MicroRNAs (miRNAs) are integrally involved in biological and pathobiological development. Many studies have demonstrated the abnormal expression of microRNA‑496 (miR‑496) in various human malignant tumors. The present study was designed to investigate the functions and the underlying mechanisms of miR‑496 in osteosarcoma (OS) progression. Reverse transcription‑quantitative polymerase chain reaction (RT‑qPCR) was used to determine the expression of miR‑496 in OS tissues and cell lines. Luciferase activity was used to confirm the interaction between miR‑496 and brain derived neurotrophic factor (BDNF), a downstream gene of miR‑496. RT‑qPCR was also used to quantify BDNF mRNA expression, and the BDNF protein expression level was detected by western blot analysis. In addition, the Cell Counting Kit‑8 (CCK‑8) was used to detect cell viability. The results revealed that the level of miR‑496 expression was significantly reduced in osteosarcoma tissues and cell lines. BDNF was verified to be a direct target gene of miR‑496 and was found to be negatively regulated by miR‑496. Overall, it was demonstrated that miR‑496 inhibits osteosarcoma cell proliferation via inhibition of BDNF. Thus, the miR‑496/BDNF axis may be a novel strategy for the clinical treatment of OS.

Introduction

Osteosarcoma (OS) is a type of malignant tumor commonly presenting in children, and adolescents (1) under 20 years of age (2). OS is caused by pathological changes in mesenchymal tissue in the bone, especially in the metaphysis of long bones (3). Osteosarcoma cells easily migrate to other tissues in a short period of time by the blood, and lungs are the main metastatic organ (4). With advanced chemotherapy techniques, the 5-year survival rate is approximately 60–70% in OS patients without distant metastasis (5). However, the 5-year survival rate is lower than 30% for OS patients with distant metastasis (6). Thus, studies concerning the molecular mechanisms underlying OS carcinogenesis are vital for further clinical treatment.
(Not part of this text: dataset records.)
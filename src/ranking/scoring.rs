use super::domain::{DistrictRow, Priority, ScoredRow};

/// Weight of the first-chosen priority.
pub const FIRST_WEIGHT: f64 = 0.7;
/// Weight of the second-chosen priority.
pub const SECOND_WEIGHT: f64 = 0.3;

/// Attach a weighted composite score to every row.
///
/// The split is fixed and asymmetric in favor of the first choice. When both
/// priorities resolve to the same rank column the weights stack (1.0 total on
/// that column); that is intended behavior, not an error, and deduplicating
/// would change ranking outcomes.
pub fn compute_scores(
    rows: Vec<DistrictRow>,
    first: Priority,
    second: Priority,
) -> Vec<ScoredRow> {
    rows.into_iter()
        .map(|row| {
            let final_score = FIRST_WEIGHT * f64::from(first.rank_in(&row))
                + SECOND_WEIGHT * f64::from(second.rank_in(&row));
            ScoredRow { row, final_score }
        })
        .collect()
}

#[cfg(test)]
mod tests {
    use super::*;
    use crate::ranking::test_support::row;

    #[test]
    fn weights_sum_to_one() {
        assert!((FIRST_WEIGHT + SECOND_WEIGHT - 1.0).abs() < 1e-9);
    }

    #[test]
    fn score_is_exact_weighted_sum_of_the_two_ranks() {
        let rows = vec![row("Old Town", |r| {
            r.rank_by_price = 4;
            r.rank_by_crime = 9;
        })];

        let scored = compute_scores(rows, Priority::Cheapest, Priority::Safest);
        assert_eq!(scored.len(), 1);
        assert!((scored[0].final_score - (0.7 * 4.0 + 0.3 * 9.0)).abs() < 1e-9);
    }

    #[test]
    fn scoring_is_deterministic() {
        let rows: Vec<_> = (1..=5)
            .map(|rank| {
                row("Riverside", move |r| {
                    r.rank_by_area = rank;
                    r.rank_by_rooms = 13 - rank;
                })
            })
            .collect();

        let once = compute_scores(rows.clone(), Priority::BiggestArea, Priority::MostRooms);
        let twice = compute_scores(rows, Priority::BiggestArea, Priority::MostRooms);
        assert_eq!(once, twice);
    }

    #[test]
    fn duplicate_priority_stacks_both_weights_on_one_column() {
        let rows = vec![row("Harbor", |r| r.rank_by_heating_price = 6)];

        let scored = compute_scores(rows, Priority::CheapestHeating, Priority::CheapestHeating);
        assert!((scored[0].final_score - 6.0).abs() < 1e-9);
    }

    #[test]
    fn original_rank_columns_are_untouched() {
        let rows = vec![row("Meadow", |r| {
            r.rank_by_price = 2;
            r.rank_by_crime = 11;
        })];

        let scored = compute_scores(rows, Priority::Cheapest, Priority::Safest);
        assert_eq!(scored[0].row.rank_by_price, 2);
        assert_eq!(scored[0].row.rank_by_crime, 11);
    }
}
MicroRNAs (miRNAs or miRs) are small non-coding RNAs consisting of 21–25 nucleotides (nt). miRNAs have been identified as key regulators of gene expression through binding with target mRNAs, thus affecting cell proliferation, division, apoptosis and metabolism (7–9). Dysregulation of miRNA expression is closely associated with various types of diseases and requires further research (10). Emerging research has revealed that miRNAs contribute to human carcinogenesis as tumor inhibitors or promoters. For example, miR-10a-5p was found to suppress human cervical cancer proliferation and division (11). Similarly, miR-214 plays a crucial role in melanoma tumor progression by targeting TFAP2C (12). miR-183 was found to contribute to advanced clinical stage human colorectal cancer (13). Moreover, miR-708 was demonstrated to suppress tumor cell proliferation in human glioblastoma (14). In order to investigate the relationship between miRNAs and tumors, we focused on the functions of miRNAs in OS progression.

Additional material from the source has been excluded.